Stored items

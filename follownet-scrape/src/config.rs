//! Configuration resolution for follownet-scrape
//!
//! Priority: command line (with its environment fallbacks) → TOML file →
//! built-in defaults.

use std::path::PathBuf;

use clap::Parser;
use follownet_common::config::{load_resolved, TomlConfig};
use follownet_common::Result;
use tracing::info;

/// Command-line arguments
#[derive(Debug, Clone, Default, Parser)]
#[command(name = "follownet-scrape", version, about = "FollowNet extraction service")]
pub struct Cli {
    /// Path to follownet.toml
    #[arg(short, long, env = "FOLLOWNET_CONFIG")]
    pub config: Option<PathBuf>,

    /// HTTP port
    #[arg(short, long, env = "FOLLOWNET_PORT")]
    pub port: Option<u16>,

    /// Address to bind the HTTP listener to
    #[arg(long)]
    pub bind_address: Option<String>,

    /// Log level when RUST_LOG is not set
    #[arg(long)]
    pub log_level: Option<String>,
}

/// Load the TOML configuration and apply command-line overrides
pub fn resolve(cli: &Cli) -> Result<TomlConfig> {
    let config = load_resolved(cli.config.as_deref())?;
    apply_overrides(config, cli)
}

/// Apply command-line overrides on top of a loaded configuration
pub fn apply_overrides(mut config: TomlConfig, cli: &Cli) -> Result<TomlConfig> {
    if let Some(port) = cli.port {
        if port != config.server.port {
            info!("Port {} from command line (config: {})", port, config.server.port);
        }
        config.server.port = port;
    }
    if let Some(address) = &cli.bind_address {
        info!("Bind address {} from command line", address);
        config.server.bind_address = address.clone();
    }
    if let Some(level) = &cli.log_level {
        config.logging.level = level.clone();
    }
    config.validate()?;
    Ok(config)
}

/// Default `EnvFilter` directive for a configured level
pub fn log_filter(config: &TomlConfig) -> String {
    let level = config.logging.level.trim();
    format!(
        "follownet_scrape={level},follownet_common={level},tower_http=info",
        level = level
    )
}

/// `host:port` for the HTTP listener
pub fn listen_address(config: &TomlConfig) -> String {
    format!("{}:{}", config.server.bind_address, config.server.port)
}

*WHAT THE TASK ASKS:* Your reply should consist of one number: how many lines in the entries contain the string "PathBuf".

*EXERCISE OUTPUT:* 2